Mmm...maybe the front pocket is the secret for the CRUZE! Try putting your key FOB in your back pocket while you're IN the house and move about, sit down etc. and see if your trunk opens.


----------



## alex725 (Apr 2, 2011)

I noticed this the other day when I was at work. I was parking an F-150 (Limited edition, VERY nice truck) and I was driving around to the back lot and I saw the trunk of my car open. Keys were inside the dealership so I dont think it could have been from being in my pocket.


----------



## fastdriver (Jan 7, 2011)

alex725 said:


> I noticed this the other day when I was at work. I was parking an F-150 (Limited edition, VERY nice truck) and I was driving around to the back lot and I saw the trunk of my car open. Keys were inside the dealership so I dont think it could have been from being in my pocket.

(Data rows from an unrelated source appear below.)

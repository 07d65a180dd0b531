//! End-to-end rendering scenarios through the public API.
//!
//! Placeholder inputs carry their index and an orientation marker, so a
//! quadrant compared pixel for pixel against an input proves both placement
//! and rotation.

use image::{GenericImageView, Rgba, RgbaImage};
use zinelayout::border::{Border, BorderType};
use zinelayout::synthetic;
use zinelayout::*;

fn quadrant_doc() -> LayoutDocument {
    LayoutDocument {
        global: Global {
            ppi: Some(300.0),
            ..Global::default()
        },
        page_setup: PageSetup {
            grid_size: GridSize::new(2, 2),
            ..PageSetup::default()
        },
        output_pages: vec![OutputPage::new(
            "quadrants",
            vec![
                CellPlacement::new(0, 0, 0),
                CellPlacement::new(1, 0, 1),
                CellPlacement::new(2, 1, 0),
                CellPlacement::new(3, 1, 1),
            ],
        )],
    }
}

fn quadrant(page: &RgbaImage, row: u32, column: u32) -> RgbaImage {
    page.view(column * 300, row * 300, 300, 300).to_image()
}

fn solid(w: u32, h: u32, v: u8) -> RgbaImage {
    RgbaImage::from_pixel(w, h, Rgba([v, v, v, 255]))
}

#[test]
fn four_inputs_fill_four_quadrants() {
    let inputs = synthetic::generate(4, 300, 300, false);
    let pages = render_document(&quadrant_doc(), &inputs).unwrap();
    assert_eq!(pages.len(), 1);

    let page = &pages[0].image;
    assert_eq!(page.dimensions(), (600, 600));
    for (index, (row, column)) in [(0, 0), (0, 1), (1, 0), (1, 1)].into_iter().enumerate() {
        assert!(
            quadrant(page, row, column) == inputs[index],
            "quadrant ({row}, {column}) should hold input {index}"
        );
    }
}

#[test]
fn rotated_placement_holds_rotated_input() {
    let mut doc = quadrant_doc();
    doc.output_pages[0].layout[0].rotation = Rotation::Rotate90;
    let inputs = synthetic::generate(4, 300, 300, true);

    let page = &render_document(&doc, &inputs).unwrap()[0].image;
    let expected = Rotation::Rotate90.apply(&inputs[0]);
    assert!(quadrant(page, 0, 0) == expected);
    assert!(quadrant(page, 0, 0) != inputs[0]);
    assert!(quadrant(page, 1, 1) == inputs[3]);
}

#[test]
fn duplicate_position_aborts_the_page() {
    let mut doc = quadrant_doc();
    doc.output_pages[0].layout[1].position = GridPosition::new(0, 0);
    let inputs = synthetic::generate(4, 300, 300, false);

    let err = render_document(&doc, &inputs).unwrap_err();
    assert!(matches!(err.kind(), ErrorKind::DuplicateCellPosition { .. }));
    assert_eq!(err.context().page.as_deref(), Some("quadrants"));
    assert_eq!(err.context().cell, Some(GridPosition::new(0, 0)));
}

#[test]
fn missing_input_aborts_the_page() {
    let mut doc = quadrant_doc();
    doc.output_pages[0].layout[2].input_index = 5;
    let inputs = synthetic::generate(4, 300, 300, false);

    let err = render_document(&doc, &inputs).unwrap_err();
    assert!(matches!(
        err.kind(),
        ErrorKind::InputIndexOutOfRange { index: 5, count: 4 }
    ));
    assert_eq!(err.context().cell, Some(GridPosition::new(1, 0)));
}

#[test]
fn mismatched_inputs_are_rejected_before_drawing() {
    let inputs = vec![solid(300, 300, 0), solid(300, 300, 0), solid(300, 301, 0), solid(300, 300, 0)];
    let err = render_document(&quadrant_doc(), &inputs).unwrap_err();
    assert!(matches!(err.kind(), ErrorKind::InputSizeMismatch { index: 2, .. }));
}

#[test]
fn global_border_override_on_borderless_document() {
    let doc = quadrant_doc();
    assert!(doc.global.border.is_none());
    let doc = apply_overrides(
        doc,
        &Overrides {
            global_border: true,
            ..Overrides::default()
        },
    );
    let border = doc.global.border.as_ref().unwrap();
    assert!(border.enabled);
    assert_eq!(border.color, Color::BLACK);
    assert_eq!(border.kind, BorderType::Plain);

    let inputs = vec![solid(300, 300, 128); 4];
    let page = &render_document(&doc, &inputs).unwrap()[0].image;
    let black = Rgba([0, 0, 0, 255]);
    for (x, y) in [(0, 0), (599, 0), (0, 599), (599, 599), (300, 0), (1, 300)] {
        assert_eq!(page.get_pixel(x, y), &black, "({x}, {y})");
    }
    assert_eq!(page.get_pixel(2, 300), &Rgba([128, 128, 128, 255]));
    assert_eq!(page.get_pixel(300, 300), &Rgba([128, 128, 128, 255]));
}

#[test]
fn margins_shrink_cells_and_leave_background() {
    let mut doc = quadrant_doc();
    doc.page_setup.page_width = Some(Measurement::px(640.0));
    doc.page_setup.page_height = Some(Measurement::px(640.0));
    doc.page_setup.margin = Margin::uniform(Measurement::px(20.0));
    doc.output_pages[0].layout[3].margin = Margin::uniform(Measurement::percent(10.0));
    let inputs = vec![solid(300, 300, 0); 4];

    let page = &render_document(&doc, &inputs).unwrap()[0].image;
    let white = Rgba([255, 255, 255, 255]);
    let black = Rgba([0, 0, 0, 255]);
    assert_eq!(page.dimensions(), (640, 640));
    assert_eq!(page.get_pixel(10, 10), &white, "page margin");
    assert_eq!(page.get_pixel(20, 20), &black, "first cell corner");
    // Cell (1, 1) spans 320..620; 10% of 300 is 30.
    assert_eq!(page.get_pixel(340, 340), &white, "cell margin");
    // The shrunken cell is resampled, which may be off by one.
    let dark = |x: u32, y: u32| page.get_pixel(x, y).0[..3].iter().all(|&c| c <= 1);
    assert!(dark(350, 350));
    assert!(dark(589, 589));
    assert_eq!(page.get_pixel(590, 590), &white);
}

#[test]
fn page_border_hides_global_border_and_layout_border_is_on_top() {
    let red = Color::rgb(255, 0, 0);
    let blue = Color::rgb(0, 0, 255);
    let mut doc = quadrant_doc();
    doc.global.border = Some(Border::plain(Color::BLACK));
    doc.page_setup.page_border = Some(Border::plain(red).with_thickness(Measurement::px(4.0)));
    doc.output_pages[0].layout_border = Some(Border::plain(blue).with_kind(BorderType::Corner));
    let inputs = vec![solid(300, 300, 200); 4];

    let page = &render_document(&doc, &inputs).unwrap()[0].image;
    // The layout area equals the page here, so the layout corner wins at the corner.
    assert_eq!(page.get_pixel(0, 0), &blue.to_rgba());
    // Cells cover the page border, and the global border is not drawn over it.
    assert_eq!(page.get_pixel(300, 0), &Rgba([200, 200, 200, 255]));
}

#[test]
fn every_page_is_rendered_in_order() {
    let mut doc = quadrant_doc();
    doc.output_pages.push(OutputPage::new("back.png", vec![CellPlacement::new(1, 1, 1)]));
    let inputs = synthetic::generate(doc.required_inputs(), 300, 300, false);

    let pages = render_document(&doc, &inputs).unwrap();
    let names: Vec<_> = pages.iter().map(RenderedPage::file_name).collect();
    assert_eq!(names, ["quadrants.png", "back.png"]);
    assert_eq!(pages[1].image.get_pixel(0, 0), &Color::WHITE.to_rgba());
    assert!(quadrant(&pages[1].image, 1, 1) == inputs[1]);
}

I'm not sure if it was in this topic or not, but a friend of mine said that a few years ago she had a similar problem where someone else's key FOB was affecting her car. It was at the end of her lease so she just got rid of the car. Not sure exactly HOW the FOB sends signals to the car, but it seems possible that there are only so many codes/frequencies available?


----------



## shawn672 (Oct 31, 2010)

alex725 said:


> I noticed this the other day when I was at work. I was parking an F-150 (Limited edition, VERY nice truck) and I was driving around to the back lot and I saw the trunk of my car open. Keys were inside the dealership so I dont think it could have been from being in my pocket.


you opened the trunk while walking into work, before you set the keys down.

im 99.9% sure everyone is just pressing the button on accident, its a fairly "touchy" keyfob, and sometimes its very easy to press the buttons


----------



## LucyCruze (Jul 1, 2011)

I have an excellent solution to the accidental FOB button pushing...











Wear skinny jeans. In addition to having each and every contour of your butt subtly defined, you'll also never put your keys in your pockets again... heck, you won't be able to. 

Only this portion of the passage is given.